Victor A. Kovner, Sydney D. Bierman, John C. Lankenau and Allen G. Schwartz for appellants.
Terence F. Gilheany and Peter Megargee Brown for respondent.
The plaintiffs (upwards of 150 in number) are former employees who had worked in the defendant's plant in Springfield, Ohio. Discharged in December, 1956, when the defendant suspended publication of Collier's and Woman's Home Companion, they sue for severance and retirement pay. It is their claim that the defendant had "established and announced to its employees, including plaintiffs, and [had] carried out a policy and practice" of making severance — or retirement — payments upon the termination of employment and that they had "started or continued in defendant's employ", knowing of and relying upon this policy.
Following joinder of issue, the plaintiffs submitted certain interrogatories to the defendant pursuant to CPLR 3101 and 3130, seeking information about the defendant's practices, current and past, with regard to severance and retirement pay, both at its Springfield plant and at its other plants and offices.
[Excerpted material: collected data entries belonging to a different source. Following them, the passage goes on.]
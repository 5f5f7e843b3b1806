//! Settings type definitions.
//!
//! All types use `#[serde(rename_all = "camelCase", default)]` so partial
//! JSON files deserialize with missing fields taking their compiled default.

mod client;

pub use client::*;

use pcforge_core::RetryConfig;
use pcforge_core::constants::{NAME, VERSION};
use serde::{Deserialize, Serialize};

use crate::errors::{Result, SettingsError};

/// Root settings type for the pcforge client.
///
/// ```json
/// {
///   "client": { "url": "wss://build.example.com/ws", "queryTimeoutMs": 45000 },
///   "retry": { "maxAttempts": 3 },
///   "logging": { "level": "info" }
/// }
/// ```
#[derive(Clone, Debug, PartialEq, Serialize, Deserialize)]
#[serde(rename_all = "camelCase", default)]
pub struct PcforgeSettings {
    /// Settings schema version.
    pub version: String,
    /// Application name.
    pub name: String,
    /// Endpoints and session timing.
    pub client: ClientSettings,
    /// Reconnect backoff.
    pub retry: RetryConfig,
    /// Diagnostics output.
    pub logging: LoggingSettings,
}

impl Default for PcforgeSettings {
    fn default() -> Self {
        Self {
            version: VERSION.to_string(),
            name: NAME.to_string(),
            client: ClientSettings::default(),
            retry: RetryConfig::default(),
            logging: LoggingSettings::default(),
        }
    }
}

impl PcforgeSettings {
    /// Check cross-field constraints that serde cannot express.
    pub fn validate(&self) -> Result<()> {
        let url = self.client.url.as_str();
        if !(url.starts_with("ws://") || url.starts_with("wss://")) {
            return Err(SettingsError::InvalidValue(format!(
                "client.url must use ws:// or wss://, got {url:?}"
            )));
        }
        let health = self.client.health_url.as_str();
        if !(health.starts_with("http://") || health.starts_with("https://")) {
            return Err(SettingsError::InvalidValue(format!(
                "client.healthUrl must use http:// or https://, got {health:?}"
            )));
        }
        if self.client.max_query_chars == 0 {
            return Err(SettingsError::InvalidValue(
                "client.maxQueryChars must be at least 1".into(),
            ));
        }
        if self.retry.base_delay_ms > self.retry.max_delay_ms {
            return Err(SettingsError::InvalidValue(format!(
                "retry.baseDelayMs ({}) exceeds retry.maxDelayMs ({})",
                self.retry.base_delay_ms, self.retry.max_delay_ms
            )));
        }
        Ok(())
    }
}

/// Logging configuration.
#[derive(Clone, Debug, PartialEq, Eq, Serialize, Deserialize)]
#[serde(rename_all = "camelCase", default)]
pub struct LoggingSettings {
    /// Minimum level (`error`, `warn`, `info`, `debug`, `trace`) or a full
    /// `EnvFilter` directive.
    pub level: String,
    /// Emit one JSON object per line instead of compact text.
    pub json: bool,
}

impl Default for LoggingSettings {
    fn default() -> Self {
        Self {
            level: "warn".to_string(),
            json: false,
        }
    }
}

#[cfg(test)]
mod tests {
    use super::*;
    use assert_matches::assert_matches;

    #[test]
    fn defaults() {
        let settings = PcforgeSettings::default();
        assert_eq!(settings.name, "pcforge");
        assert_eq!(settings.client.open_timeout_ms, 10_000);
        assert_eq!(settings.client.heartbeat_timeout_ms, 60_000);
        assert_eq!(settings.client.probe_interval_ms, 600_000);
        assert_eq!(settings.client.probe_timeout_ms, 5_000);
        assert_eq!(settings.client.query_timeout_ms, 30_000);
        assert_eq!(settings.client.max_query_chars, 500);
        assert_eq!(settings.retry.max_attempts, 5);
        assert_eq!(settings.logging.level, "warn");
        assert!(!settings.logging.json);
        settings.validate().unwrap();
    }

    #[test]
    fn serializes_camel_case() {
        let json = serde_json::to_value(PcforgeSettings::default()).unwrap();
        assert!(json["client"]["healthUrl"].is_string());
        assert_eq!(json["client"]["queryTimeoutMs"], 30_000);
        assert_eq!(json["retry"]["baseDelayMs"], 1000);
    }

    #[test]
    fn partial_json_fills_defaults() {
        let settings: PcforgeSettings =
            serde_json::from_str(r#"{"client":{"queryTimeoutMs":45000}}"#).unwrap();
        assert_eq!(settings.client.query_timeout_ms, 45_000);
        assert_eq!(settings.client.open_timeout_ms, 10_000);
        assert_eq!(settings.retry, RetryConfig::default());
    }

    #[test]
    fn validate_rejects_http_socket_url() {
        let mut settings = PcforgeSettings::default();
        settings.client.url = "http://localhost:8000/ws".into();
        assert_matches!(settings.validate(), Err(SettingsError::InvalidValue(msg)) => {
            assert!(msg.contains("client.url"));
        });
    }

    #[test]
    fn validate_rejects_socket_health_url() {
        let mut settings = PcforgeSettings::default();
        settings.client.health_url = "ws://localhost:8000/health".into();
        assert_matches!(settings.validate(), Err(SettingsError::InvalidValue(_)));
    }

    #[test]
    fn validate_rejects_zero_query_limit() {
        let mut settings = PcforgeSettings::default();
        settings.client.max_query_chars = 0;
        assert!(settings.validate().is_err());
    }

    #[test]
    fn validate_rejects_inverted_delays() {
        let mut settings = PcforgeSettings::default();
        settings.retry.base_delay_ms = 60_000;
        assert!(settings.validate().is_err());
    }
}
The plaintiffs, who were nonunion employees, also seek to inquire about collective bargaining agreements of the defendant and, in addition, request information concerning practices in the publishing business in general. All this information is necessary, they say, to show that the defendant, although it contends otherwise, had an over-all, uniform policy at its various plants and offices — "consistent" with procedures in the publishing business generally — in regard to severance and retirement pay, whether or not it treated its nonunion employees differently from those who belonged to a union.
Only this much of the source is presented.